A Feature Selection Approach for Different Programming Constructs Using Isotropic and Anisotropic Generalized Regression Neural Network
摘要
Machine learning models tend to be less interpretable and less predictive when they contain irrelevant features in the input dataset. As a result, one of the most important areas of machine learning is the creation of feature selection techniques to identify unnecessary characteristics. Here, we demonstrate how feature selection may be carried out using an isotropic and anisotropic Gaussian kernel in conjunction with a generalized regression neural network (GRNN) for the complexity of code change based on different programming constructs in the source code data of Core and UI components of Eclipse’s project.

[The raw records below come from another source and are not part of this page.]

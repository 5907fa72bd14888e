// src/config.rs

//! Process configuration.
//!
//! Everything here is resolved once at startup from environment variables
//! (optionally loaded from a `.env` file) and is read-only afterwards. Handlers
//! receive it as `web::Data<AppConfig>`.

use std::{env, net::SocketAddr, path::PathBuf};

use crate::error::ConfigError;

pub const APP_NAME: &str = env!("CARGO_PKG_NAME");
pub const APP_VERSION: &str = env!("CARGO_PKG_VERSION");

const DEFAULT_LISTEN_ADDR: &str = "0.0.0.0:3328";
const WILDCARD: &str = "*";

/// Build flavour. Development mode relaxes CORS and pretty prints listings.
#[derive(Debug, Clone, Copy, PartialEq, Eq)]
pub enum Mode {
    Development,
    Production,
}

impl Mode {
    fn parse(value: &str) -> Result<Self, ConfigError> {
        match value.trim().to_ascii_lowercase().as_str() {
            "dev" | "development" => Ok(Mode::Development),
            "prod" | "production" => Ok(Mode::Production),
            _ => Err(ConfigError::invalid("MOEFILE_MODE", value)),
        }
    }
}

#[derive(Debug, Clone)]
pub struct AppConfig {
    pub mode: Mode,
    /// Reported as the bucket name in listings and in the `Server` header.
    pub server_name: String,
    pub listen_addr: SocketAddr,
    pub root_path: PathBuf,
    /// Comma separated CORS allow-list; `*` matches any origin.
    pub allowed_origins: String,
    pub xml_indent: bool,
    /// Embed the XSLT stylesheet so listings render in a browser.
    pub xml_stylesheet: bool,
}

impl AppConfig {
    /// Reads the `MOEFILE_*` variables. Unset variables take their defaults;
    /// unparsable ones are a startup error.
    pub fn from_env() -> Result<Self, ConfigError> {
        let mode = match env::var("MOEFILE_MODE") {
            Ok(value) => Mode::parse(&value)?,
            Err(_) => Mode::Production,
        };
        let is_dev = mode == Mode::Development;

        let listen = var_or("MOEFILE_LISTEN", DEFAULT_LISTEN_ADDR);
        let listen_addr = listen
            .parse()
            .map_err(|_| ConfigError::invalid("MOEFILE_LISTEN", &listen))?;

        Ok(Self {
            mode,
            server_name: var_or("MOEFILE_SERVER_NAME", APP_NAME),
            listen_addr,
            root_path: PathBuf::from(var_or("MOEFILE_ROOT", ".")),
            allowed_origins: var_or("MOEFILE_ORIGINS", if is_dev { WILDCARD } else { "" }),
            xml_indent: bool_var("MOEFILE_XML_INDENT", is_dev)?,
            xml_stylesheet: bool_var("MOEFILE_XSLT", true)?,
        })
    }

    pub fn is_development(&self) -> bool {
        self.mode == Mode::Development
    }

    /// Default log filter handed to env_logger when `RUST_LOG` is unset.
    pub fn default_log_filter(&self) -> &'static str {
        if self.is_development() {
            "debug"
        } else {
            "info"
        }
    }

    pub fn cors_max_age(&self) -> &'static str {
        if self.is_development() {
            "0"
        } else {
            "3600"
        }
    }

    pub fn server_header(&self) -> String {
        format!("{}/{} ({})", APP_NAME, APP_VERSION, self.server_name)
    }

    pub fn is_allowed_origin(&self, origin: &str) -> bool {
        if origin.is_empty() {
            return false;
        }
        self.allowed_origins
            .split(',')
            .map(str::trim)
            .filter(|allow| !allow.is_empty())
            .any(|allow| allow == WILDCARD || allow == origin)
    }
}

impl Default for AppConfig {
    fn default() -> Self {
        Self {
            mode: Mode::Production,
            server_name: APP_NAME.to_string(),
            listen_addr: SocketAddr::from(([0, 0, 0, 0], 3328)),
            root_path: PathBuf::from("."),
            allowed_origins: String::new(),
            xml_indent: false,
            xml_stylesheet: true,
        }
    }
}

fn var_or(key: &str, default: &str) -> String {
    env::var(key).unwrap_or_else(|_| default.to_string())
}

fn bool_var(key: &'static str, default: bool) -> Result<bool, ConfigError> {
    let Ok(value) = env::var(key) else {
        return Ok(default);
    };
    match value.trim().to_ascii_lowercase().as_str() {
        "1" | "true" | "yes" | "on" => Ok(true),
        "0" | "false" | "no" | "off" => Ok(false),
        _ => Err(ConfigError::invalid(key, &value)),
    }
}

#[cfg(test)]
mod tests {
    use super::*;

    fn with_origins(origins: &str) -> AppConfig {
        AppConfig {
            allowed_origins: origins.to_string(),
            ..AppConfig::default()
        }
    }

    #[test]
    fn wildcard_allows_any_origin() {
        assert!(with_origins("*").is_allowed_origin("https://a.example"));
        assert!(with_origins("https://b.example, *").is_allowed_origin("https://a.example"));
    }

    #[test]
    fn exact_origin_match_only() {
        let config = with_origins(" https://a.example , https://b.example ");
        assert!(config.is_allowed_origin("https://a.example"));
        assert!(config.is_allowed_origin("https://b.example"));
        assert!(!config.is_allowed_origin("https://c.example"));
        assert!(!config.is_allowed_origin("https://a.example.evil"));
    }

    #[test]
    fn empty_allow_list_rejects_everything() {
        assert!(!with_origins("").is_allowed_origin("https://a.example"));
    }

    #[test]
    fn mode_parsing() {
        assert_eq!(Mode::parse("DEV").ok(), Some(Mode::Development));
        assert_eq!(Mode::parse("production").ok(), Some(Mode::Production));
        assert!(Mode::parse("staging").is_err());
    }

    #[test]
    fn server_header_names_instance() {
        let config = AppConfig {
            server_name: "nas".to_string(),
            ..AppConfig::default()
        };
        assert_eq!(
            config.server_header(),
            format!("moefile/{} (nas)", APP_VERSION)
        );
    }
}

The users report bugs and request for the addition of new features and improvements in the existing software. A Code change refers to the modification in different code change categories based on different programming constructs involved in a bug fix. The various programming constructs, namely, IF Statement (IF), Method Call (MC), Method Declaration (MD), Try (TY), Assignment (AS), Switch (SW), Loop (LP), Sequence (SQ), Class Field (CF), Class (C), and Finally (F), have been used as features for this study. To select the best subset of features, we have used forward, backward, and exhaustive search feature selection strategies for the isotropic Gaussian kernel. The relevant, redundant, and irreverent features have been acquired from scratch using an isotropic Gaussian kernel. Anisotropic GRNN has the useful capability to use the bandwidth as the feature weight, allowing us to do embedded feature selection by using GRNN directly for prediction. Finally, a comparison between isotropic and anisotropic Gaussian kernels has been performed based on time to complete the search and Mean Squared Error (MSE) for the Core and UI components.